• GIVEN RECORDS:
▶
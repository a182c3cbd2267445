//! Integration tests for the parsing pipeline.
//!
//! These tests drive the public API end to end: source text goes through
//! the lexer and parser, and the tree is checked through its rendering and
//! the diagnostics that come back with it.

use monkey_parser::{
    ast::{Node, Stmt},
    errors::errors::ErrorImpl,
    format_error,
    lexer::{lexer::tokenize, source::TokenVec, tokens::TokenKind},
    parse, Lexer, Parser,
};

#[test]
fn test_parse_program() {
    let source = "
        let five = 5;
        let ten = 10;

        let add = fn(x, y) {
            x + y;
        };

        let result = add(five, ten);
        if (result > 10) {
            return true;
        } else {
            return false;
        }
    ";

    let (program, errors) = parse(Lexer::new(source, Some("main.mk".to_string())));

    assert!(errors.is_empty(), "unexpected errors: {:?}", errors);
    assert_eq!(program.len(), 5);
    assert_eq!(
        program.to_string(),
        "let five = 5;\
         let ten = 10;\
         let add = fn(x, y) { (x + y); };\
         let result = add(five, ten);\
         if ((result > 10)) { return true; } else { return false; }"
    );

    let kinds: Vec<&str> = program
        .iter()
        .map(|stmt| match stmt {
            Stmt::Let(_) => "let",
            Stmt::Return(_) => "return",
            Stmt::Expression(_) => "expression",
            Stmt::Block(_) => "block",
        })
        .collect();
    assert_eq!(kinds, vec!["let", "let", "let", "let", "expression"]);
}

#[test]
fn test_parse_pre_tokenized_input() {
    let tokens = tokenize("let x = -a * b;", None);
    let (program, errors) = parse(TokenVec::new(tokens));

    assert!(errors.is_empty());
    assert_eq!(program.to_string(), "let x = ((-a) * b);");
}

#[test]
fn test_rendered_program_parses_to_itself() {
    let source = "let max = fn(a, b) { if (a > b) { a } else { b } }; max(1 + 2 * 3, -(4 - 5)) == 7";

    let (first, errors) = parse(Lexer::new(source, None));
    assert!(errors.is_empty());

    let rendered = first.to_string();
    let (second, errors) = parse(Lexer::new(rendered.as_str(), None));
    assert!(errors.is_empty(), "rendering did not parse: {}", rendered);

    assert_eq!(second.to_string(), rendered);
}

#[test]
fn test_errors_do_not_stop_the_parse() {
    let source = "let x 5;\nlet y = (1 + 2;\nlet z = 3;\n";
    let mut parser = Parser::new(Lexer::new(source, Some("broken.mk".to_string())));

    let program = parser.parse_program();

    assert_eq!(program.len(), 1);
    assert_eq!(program.statements[0].to_string(), "let z = 3;");
    assert_eq!(
        parser.error_messages(),
        vec![
            "expected next token to be Assignment, got Integer instead",
            "expected closing CloseParen, got Semicolon instead",
        ]
    );
}

#[test]
fn test_error_report_points_at_source() {
    let source = "let a = 1;\n  let b 2;\n";
    let (_, errors) = parse(Lexer::new(source, Some("report.mk".to_string())));

    assert_eq!(errors.len(), 1);
    assert_eq!(
        errors[0].get_kind(),
        &ErrorImpl::UnexpectedToken {
            expected: TokenKind::Assignment,
            found: TokenKind::Integer,
        }
    );

    let report = format_error(&errors[0], source);
    assert_eq!(
        report,
        "Error: UnexpectedToken (expected next token to be Assignment, got Integer instead)\n\
         -> report.mk\n  \
         |\n\
         2 | let b 2;\n  \
         | ------^\n"
    );
}

#[test]
fn test_statement_token_literals() {
    let (program, errors) = parse(Lexer::new("let a = 1; return a; a;", None));

    assert!(errors.is_empty());
    let literals: Vec<&str> = program.iter().map(|stmt| stmt.token_literal()).collect();
    assert_eq!(literals, vec!["let", "return", "a"]);
}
◀
• ACTIVITY: The records above must be output exactly, in full.

• ANSWER TO THIS PROBLEM:
repository a182c3cbd2267445
//! Integration tests for the parsing pipeline.
//!
//! These tests drive the public API end to end: source text goes through
//! the lexer and parser, and the tree is checked through its rendering and
//! the diagnostics that come back with it.

use monkey_parser::{
    ast::{Node, Stmt},
    errors::errors::ErrorImpl,
    format_error,
    lexer::{lexer::tokenize, source::TokenVec, tokens::TokenKind},
    parse, Lexer, Parser,
};

#[test]
fn test_parse_program() {
    let source = "
        let five = 5;
        let ten = 10;

        let add = fn(x, y) {
            x + y;
        };

        let result = add(five, ten);
        if (result > 10) {
            return true;
        } else {
            return false;
        }
    ";

    let (program, errors) = parse(Lexer::new(source, Some("main.mk".to_string())));

    assert!(errors.is_empty(), "unexpected errors: {:?}", errors);
    assert_eq!(program.len(), 5);
    assert_eq!(
        program.to_string(),
        "let five = 5;\
         let ten = 10;\
         let add = fn(x, y) { (x + y); };\
         let result = add(five, ten);\
         if ((result > 10)) { return true; } else { return false; }"
    );

    let kinds: Vec<&str> = program
        .iter()
        .map(|stmt| match stmt {
            Stmt::Let(_) => "let",
            Stmt::Return(_) => "return",
            Stmt::Expression(_) => "expression",
            Stmt::Block(_) => "block",
        })
        .collect();
    assert_eq!(kinds, vec!["let", "let", "let", "let", "expression"]);
}

#[test]
fn test_parse_pre_tokenized_input() {
    let tokens = tokenize("let x = -a * b;", None);
    let (program, errors) = parse(TokenVec::new(tokens));

    assert!(errors.is_empty());
    assert_eq!(program.to_string(), "let x = ((-a) * b);");
}

#[test]
fn test_rendered_program_parses_to_itself() {
    let source = "let max = fn(a, b) { if (a > b) { a } else { b } }; max(1 + 2 * 3, -(4 - 5)) == 7";

    let (first, errors) = parse(Lexer::new(source, None));
    assert!(errors.is_empty());

    let rendered = first.to_string();
    let (second, errors) = parse(Lexer::new(rendered.as_str(), None));
    assert!(errors.is_empty(), "rendering did not parse: {}", rendered);

    assert_eq!(second.to_string(), rendered);
}

#[test]
fn test_errors_do_not_stop_the_parse() {
    let source = "let x 5;\nlet y = (1 + 2;\nlet z = 3;\n";
    let mut parser = Parser::new(Lexer::new(source, Some("broken.mk".to_string())));

    let program = parser.parse_program();

    assert_eq!(program.len(), 1);
    assert_eq!(program.statements[0].to_string(), "let z = 3;");
    assert_eq!(
        parser.error_messages(),
        vec![
            "expected next token to be Assignment, got Integer instead",
            "expected closing CloseParen, got Semicolon instead",
        ]
    );
}

#[test]
fn test_error_report_points_at_source() {
    let source = "let a = 1;\n  let b 2;\n";
    let (_, errors) = parse(Lexer::new(source, Some("report.mk".to_string())));

    assert_eq!(errors.len(), 1);
    assert_eq!(
        errors[0].get_kind(),
        &ErrorImpl::UnexpectedToken {
            expected: TokenKind::Assignment,
            found: TokenKind::Integer,
        }
    );

    let report = format_error(&errors[0], source);
    assert_eq!(
        report,
        "Error: UnexpectedToken (expected next token to be Assignment, got Integer instead)\n\
         -> report.mk\n  \
         |\n\
         2 | let b 2;\n  \
         | ------^\n"
    );
}

#[test]
fn test_statement_token_literals() {
    let (program, errors) = parse(Lexer::new("let a = 1; return a; a;", None));

    assert!(errors.is_empty());
    let literals: Vec<&str> = program.iter().map(|stmt| stmt.token_literal()).collect();
    assert_eq!(literals, vec!["let", "return", "a"]);
}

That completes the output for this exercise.